_TASK GOAL_. Below, find each line holding "super" and state how many there are, using the number alone.

_WORKING DATA_.
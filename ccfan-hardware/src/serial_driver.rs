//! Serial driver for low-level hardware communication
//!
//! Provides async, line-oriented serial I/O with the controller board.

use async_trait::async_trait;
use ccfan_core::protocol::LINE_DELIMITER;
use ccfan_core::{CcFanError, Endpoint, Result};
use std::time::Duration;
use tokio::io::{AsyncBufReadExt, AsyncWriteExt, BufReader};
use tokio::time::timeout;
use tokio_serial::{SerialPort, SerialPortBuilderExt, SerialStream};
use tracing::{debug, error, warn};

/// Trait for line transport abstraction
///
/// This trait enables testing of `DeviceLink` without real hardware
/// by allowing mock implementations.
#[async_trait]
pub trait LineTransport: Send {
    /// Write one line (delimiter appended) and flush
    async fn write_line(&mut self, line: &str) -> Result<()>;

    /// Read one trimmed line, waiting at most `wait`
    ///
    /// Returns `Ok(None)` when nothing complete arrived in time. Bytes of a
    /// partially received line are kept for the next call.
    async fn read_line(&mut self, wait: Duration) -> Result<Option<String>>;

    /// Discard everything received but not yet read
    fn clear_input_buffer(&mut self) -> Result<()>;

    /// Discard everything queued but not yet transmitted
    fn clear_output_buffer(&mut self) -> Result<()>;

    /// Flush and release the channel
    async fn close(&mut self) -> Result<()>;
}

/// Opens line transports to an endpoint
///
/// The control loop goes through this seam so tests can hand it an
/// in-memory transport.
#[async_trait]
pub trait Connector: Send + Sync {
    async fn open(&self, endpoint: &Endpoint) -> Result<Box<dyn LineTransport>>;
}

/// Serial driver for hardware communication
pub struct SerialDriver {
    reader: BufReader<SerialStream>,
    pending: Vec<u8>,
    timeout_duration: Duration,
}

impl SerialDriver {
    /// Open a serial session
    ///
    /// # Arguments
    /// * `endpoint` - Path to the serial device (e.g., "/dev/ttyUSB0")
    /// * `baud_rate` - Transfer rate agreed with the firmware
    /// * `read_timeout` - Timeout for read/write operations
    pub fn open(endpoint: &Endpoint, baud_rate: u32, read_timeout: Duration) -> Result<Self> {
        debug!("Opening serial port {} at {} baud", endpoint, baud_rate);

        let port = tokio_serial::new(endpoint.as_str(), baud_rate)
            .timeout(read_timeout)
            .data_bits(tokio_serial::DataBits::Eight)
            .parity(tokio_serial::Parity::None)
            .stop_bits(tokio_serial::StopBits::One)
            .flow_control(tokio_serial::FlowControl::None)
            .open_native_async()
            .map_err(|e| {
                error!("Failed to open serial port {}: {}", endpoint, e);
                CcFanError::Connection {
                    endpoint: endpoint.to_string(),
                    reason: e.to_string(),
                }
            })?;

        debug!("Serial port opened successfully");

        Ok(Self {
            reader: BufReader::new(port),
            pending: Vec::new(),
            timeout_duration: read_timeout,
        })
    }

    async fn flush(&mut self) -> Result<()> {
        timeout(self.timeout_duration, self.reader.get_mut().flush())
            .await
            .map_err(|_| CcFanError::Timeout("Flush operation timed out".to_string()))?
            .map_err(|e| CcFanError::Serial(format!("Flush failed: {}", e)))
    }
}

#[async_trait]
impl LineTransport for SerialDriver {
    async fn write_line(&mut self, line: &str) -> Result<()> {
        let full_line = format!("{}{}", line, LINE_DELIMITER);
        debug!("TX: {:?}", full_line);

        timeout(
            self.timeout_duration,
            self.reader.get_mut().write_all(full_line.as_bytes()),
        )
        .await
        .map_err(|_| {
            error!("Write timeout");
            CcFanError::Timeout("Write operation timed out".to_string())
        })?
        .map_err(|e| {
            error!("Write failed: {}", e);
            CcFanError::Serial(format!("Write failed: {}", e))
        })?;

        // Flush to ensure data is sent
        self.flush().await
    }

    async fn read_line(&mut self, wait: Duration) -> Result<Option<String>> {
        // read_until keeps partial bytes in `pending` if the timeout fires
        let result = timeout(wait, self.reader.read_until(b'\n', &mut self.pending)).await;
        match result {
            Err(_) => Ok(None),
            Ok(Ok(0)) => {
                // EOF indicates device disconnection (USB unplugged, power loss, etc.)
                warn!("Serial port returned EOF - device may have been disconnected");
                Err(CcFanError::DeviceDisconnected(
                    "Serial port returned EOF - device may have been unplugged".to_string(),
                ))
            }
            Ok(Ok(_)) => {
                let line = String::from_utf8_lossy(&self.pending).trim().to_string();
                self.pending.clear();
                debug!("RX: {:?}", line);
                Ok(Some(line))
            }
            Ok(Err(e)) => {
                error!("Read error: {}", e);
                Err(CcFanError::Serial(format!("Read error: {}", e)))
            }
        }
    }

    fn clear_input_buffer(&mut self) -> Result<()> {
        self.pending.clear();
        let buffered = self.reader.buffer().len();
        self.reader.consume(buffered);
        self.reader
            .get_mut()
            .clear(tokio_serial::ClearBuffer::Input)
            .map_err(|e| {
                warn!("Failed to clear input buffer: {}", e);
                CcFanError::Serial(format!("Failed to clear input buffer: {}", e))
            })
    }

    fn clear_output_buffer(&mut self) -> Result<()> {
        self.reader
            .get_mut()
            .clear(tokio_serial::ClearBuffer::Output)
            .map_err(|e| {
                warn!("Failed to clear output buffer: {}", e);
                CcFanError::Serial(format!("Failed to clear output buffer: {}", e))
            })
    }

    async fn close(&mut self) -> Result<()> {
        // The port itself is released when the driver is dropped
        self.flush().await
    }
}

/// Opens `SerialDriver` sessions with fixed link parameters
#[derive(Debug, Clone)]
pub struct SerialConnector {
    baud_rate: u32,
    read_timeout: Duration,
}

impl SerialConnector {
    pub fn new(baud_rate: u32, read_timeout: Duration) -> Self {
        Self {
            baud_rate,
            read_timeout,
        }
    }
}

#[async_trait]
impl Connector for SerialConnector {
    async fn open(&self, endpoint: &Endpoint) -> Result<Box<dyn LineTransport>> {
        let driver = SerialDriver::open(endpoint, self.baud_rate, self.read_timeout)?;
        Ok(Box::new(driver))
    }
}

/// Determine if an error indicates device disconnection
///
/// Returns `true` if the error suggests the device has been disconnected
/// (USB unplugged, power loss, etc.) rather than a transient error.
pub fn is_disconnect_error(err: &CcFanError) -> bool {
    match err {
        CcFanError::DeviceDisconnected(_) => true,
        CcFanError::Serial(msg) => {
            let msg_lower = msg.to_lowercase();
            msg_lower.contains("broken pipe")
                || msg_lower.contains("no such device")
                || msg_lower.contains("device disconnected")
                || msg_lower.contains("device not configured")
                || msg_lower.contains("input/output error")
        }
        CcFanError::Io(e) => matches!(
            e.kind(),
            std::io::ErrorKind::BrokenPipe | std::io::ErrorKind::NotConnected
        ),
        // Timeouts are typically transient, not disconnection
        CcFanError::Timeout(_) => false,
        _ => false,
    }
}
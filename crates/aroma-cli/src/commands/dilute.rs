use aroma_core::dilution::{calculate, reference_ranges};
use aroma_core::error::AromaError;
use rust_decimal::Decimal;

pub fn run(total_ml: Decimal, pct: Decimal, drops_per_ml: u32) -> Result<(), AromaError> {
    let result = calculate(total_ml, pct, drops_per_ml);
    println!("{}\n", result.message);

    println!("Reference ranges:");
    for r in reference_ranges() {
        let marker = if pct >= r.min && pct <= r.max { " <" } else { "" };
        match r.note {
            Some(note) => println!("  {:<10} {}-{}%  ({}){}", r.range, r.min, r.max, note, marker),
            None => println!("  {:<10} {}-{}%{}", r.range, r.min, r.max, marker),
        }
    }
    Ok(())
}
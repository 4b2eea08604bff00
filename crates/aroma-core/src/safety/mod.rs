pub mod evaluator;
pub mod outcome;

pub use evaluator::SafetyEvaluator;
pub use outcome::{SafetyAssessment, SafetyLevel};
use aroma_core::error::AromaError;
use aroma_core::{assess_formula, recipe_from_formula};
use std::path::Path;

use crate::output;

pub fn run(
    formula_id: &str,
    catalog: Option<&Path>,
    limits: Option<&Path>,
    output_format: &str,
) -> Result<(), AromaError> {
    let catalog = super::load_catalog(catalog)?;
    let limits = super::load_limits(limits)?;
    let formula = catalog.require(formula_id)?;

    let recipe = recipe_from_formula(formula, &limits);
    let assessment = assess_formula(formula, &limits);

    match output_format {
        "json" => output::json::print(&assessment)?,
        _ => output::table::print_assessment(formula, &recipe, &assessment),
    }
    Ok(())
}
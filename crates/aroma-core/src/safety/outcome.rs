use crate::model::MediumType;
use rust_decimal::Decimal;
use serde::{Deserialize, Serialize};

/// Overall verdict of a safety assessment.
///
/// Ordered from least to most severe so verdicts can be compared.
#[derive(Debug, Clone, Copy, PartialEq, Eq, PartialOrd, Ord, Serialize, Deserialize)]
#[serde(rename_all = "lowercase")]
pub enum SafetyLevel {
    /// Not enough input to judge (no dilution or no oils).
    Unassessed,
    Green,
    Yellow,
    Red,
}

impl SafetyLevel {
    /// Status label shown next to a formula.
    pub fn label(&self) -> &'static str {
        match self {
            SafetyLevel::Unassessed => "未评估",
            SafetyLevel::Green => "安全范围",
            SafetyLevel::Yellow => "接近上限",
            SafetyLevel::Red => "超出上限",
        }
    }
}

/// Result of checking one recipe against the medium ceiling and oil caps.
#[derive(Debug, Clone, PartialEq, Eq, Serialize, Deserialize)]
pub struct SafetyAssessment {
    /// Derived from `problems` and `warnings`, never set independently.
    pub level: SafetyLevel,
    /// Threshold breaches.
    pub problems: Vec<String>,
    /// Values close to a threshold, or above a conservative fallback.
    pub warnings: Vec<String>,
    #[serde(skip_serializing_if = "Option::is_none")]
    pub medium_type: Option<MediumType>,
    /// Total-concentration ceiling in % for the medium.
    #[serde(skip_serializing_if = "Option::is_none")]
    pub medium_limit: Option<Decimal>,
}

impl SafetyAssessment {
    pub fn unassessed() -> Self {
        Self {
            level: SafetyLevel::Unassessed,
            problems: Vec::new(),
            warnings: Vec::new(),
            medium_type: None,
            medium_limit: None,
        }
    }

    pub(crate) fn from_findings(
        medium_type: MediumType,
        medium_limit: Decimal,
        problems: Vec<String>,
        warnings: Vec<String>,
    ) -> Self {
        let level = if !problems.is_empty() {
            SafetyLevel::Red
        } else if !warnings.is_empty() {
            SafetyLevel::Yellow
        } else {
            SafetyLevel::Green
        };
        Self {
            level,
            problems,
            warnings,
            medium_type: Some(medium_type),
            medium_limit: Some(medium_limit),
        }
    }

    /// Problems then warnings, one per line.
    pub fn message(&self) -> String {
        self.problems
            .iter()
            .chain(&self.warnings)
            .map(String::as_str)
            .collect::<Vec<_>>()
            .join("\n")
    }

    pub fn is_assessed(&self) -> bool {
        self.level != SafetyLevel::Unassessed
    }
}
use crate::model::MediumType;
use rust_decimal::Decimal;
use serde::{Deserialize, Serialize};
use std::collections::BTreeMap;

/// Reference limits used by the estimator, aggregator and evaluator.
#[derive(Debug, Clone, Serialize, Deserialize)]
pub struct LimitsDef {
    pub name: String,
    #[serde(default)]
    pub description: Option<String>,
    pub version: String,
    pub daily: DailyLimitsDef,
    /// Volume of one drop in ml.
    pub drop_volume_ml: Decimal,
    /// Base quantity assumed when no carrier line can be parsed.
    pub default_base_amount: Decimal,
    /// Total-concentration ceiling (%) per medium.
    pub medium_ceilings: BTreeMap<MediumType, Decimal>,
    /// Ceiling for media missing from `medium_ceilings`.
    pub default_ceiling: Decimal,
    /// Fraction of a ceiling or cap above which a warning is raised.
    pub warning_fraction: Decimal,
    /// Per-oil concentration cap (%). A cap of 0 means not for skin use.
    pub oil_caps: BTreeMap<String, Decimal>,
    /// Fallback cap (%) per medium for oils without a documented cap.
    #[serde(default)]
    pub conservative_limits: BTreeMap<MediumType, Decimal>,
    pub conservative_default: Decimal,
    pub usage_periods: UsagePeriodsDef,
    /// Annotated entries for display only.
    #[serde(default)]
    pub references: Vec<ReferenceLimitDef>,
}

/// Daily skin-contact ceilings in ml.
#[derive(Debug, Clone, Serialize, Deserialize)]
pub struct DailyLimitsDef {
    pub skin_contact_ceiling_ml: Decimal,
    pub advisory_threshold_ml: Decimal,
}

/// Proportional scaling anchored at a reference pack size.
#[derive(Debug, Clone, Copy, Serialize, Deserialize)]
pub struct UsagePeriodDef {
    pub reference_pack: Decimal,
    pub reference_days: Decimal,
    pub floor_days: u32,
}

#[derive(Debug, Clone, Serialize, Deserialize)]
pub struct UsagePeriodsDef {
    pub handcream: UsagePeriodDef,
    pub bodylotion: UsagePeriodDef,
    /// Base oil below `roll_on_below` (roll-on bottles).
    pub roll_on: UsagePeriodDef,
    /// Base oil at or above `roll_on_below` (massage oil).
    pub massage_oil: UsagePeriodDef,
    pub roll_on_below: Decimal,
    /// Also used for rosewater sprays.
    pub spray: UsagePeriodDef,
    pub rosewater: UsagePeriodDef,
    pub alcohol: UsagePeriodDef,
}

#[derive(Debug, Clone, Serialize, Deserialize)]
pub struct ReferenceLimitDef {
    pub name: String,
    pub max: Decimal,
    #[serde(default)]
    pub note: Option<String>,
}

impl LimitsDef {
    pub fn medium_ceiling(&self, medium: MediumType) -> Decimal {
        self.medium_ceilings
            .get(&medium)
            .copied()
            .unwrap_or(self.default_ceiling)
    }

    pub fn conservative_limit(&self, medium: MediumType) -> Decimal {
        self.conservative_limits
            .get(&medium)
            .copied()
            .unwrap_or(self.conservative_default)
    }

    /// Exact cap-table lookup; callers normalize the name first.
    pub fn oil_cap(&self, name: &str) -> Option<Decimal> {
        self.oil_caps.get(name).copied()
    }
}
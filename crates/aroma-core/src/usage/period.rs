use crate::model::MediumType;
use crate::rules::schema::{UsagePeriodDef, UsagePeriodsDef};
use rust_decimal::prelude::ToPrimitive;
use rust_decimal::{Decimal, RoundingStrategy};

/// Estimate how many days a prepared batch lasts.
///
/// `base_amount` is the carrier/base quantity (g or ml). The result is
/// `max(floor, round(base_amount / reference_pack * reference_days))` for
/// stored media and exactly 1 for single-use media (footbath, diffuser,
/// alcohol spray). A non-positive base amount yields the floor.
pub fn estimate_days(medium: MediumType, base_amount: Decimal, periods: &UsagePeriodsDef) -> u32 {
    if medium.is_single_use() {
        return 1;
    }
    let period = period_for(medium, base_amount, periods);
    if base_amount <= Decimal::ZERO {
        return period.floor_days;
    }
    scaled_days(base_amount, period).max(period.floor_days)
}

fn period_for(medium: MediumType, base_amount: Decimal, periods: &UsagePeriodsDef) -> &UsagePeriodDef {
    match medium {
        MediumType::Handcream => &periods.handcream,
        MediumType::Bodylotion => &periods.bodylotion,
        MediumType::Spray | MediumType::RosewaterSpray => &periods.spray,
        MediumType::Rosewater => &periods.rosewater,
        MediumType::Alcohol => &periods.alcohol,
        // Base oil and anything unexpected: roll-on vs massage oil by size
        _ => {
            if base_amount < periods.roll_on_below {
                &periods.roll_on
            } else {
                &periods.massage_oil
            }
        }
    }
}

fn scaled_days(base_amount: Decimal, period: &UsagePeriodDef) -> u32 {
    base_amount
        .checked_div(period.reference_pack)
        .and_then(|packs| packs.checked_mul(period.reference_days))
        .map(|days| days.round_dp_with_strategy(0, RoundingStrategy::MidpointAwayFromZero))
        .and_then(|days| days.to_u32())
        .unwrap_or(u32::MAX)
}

_ANSWER SECTION_. 2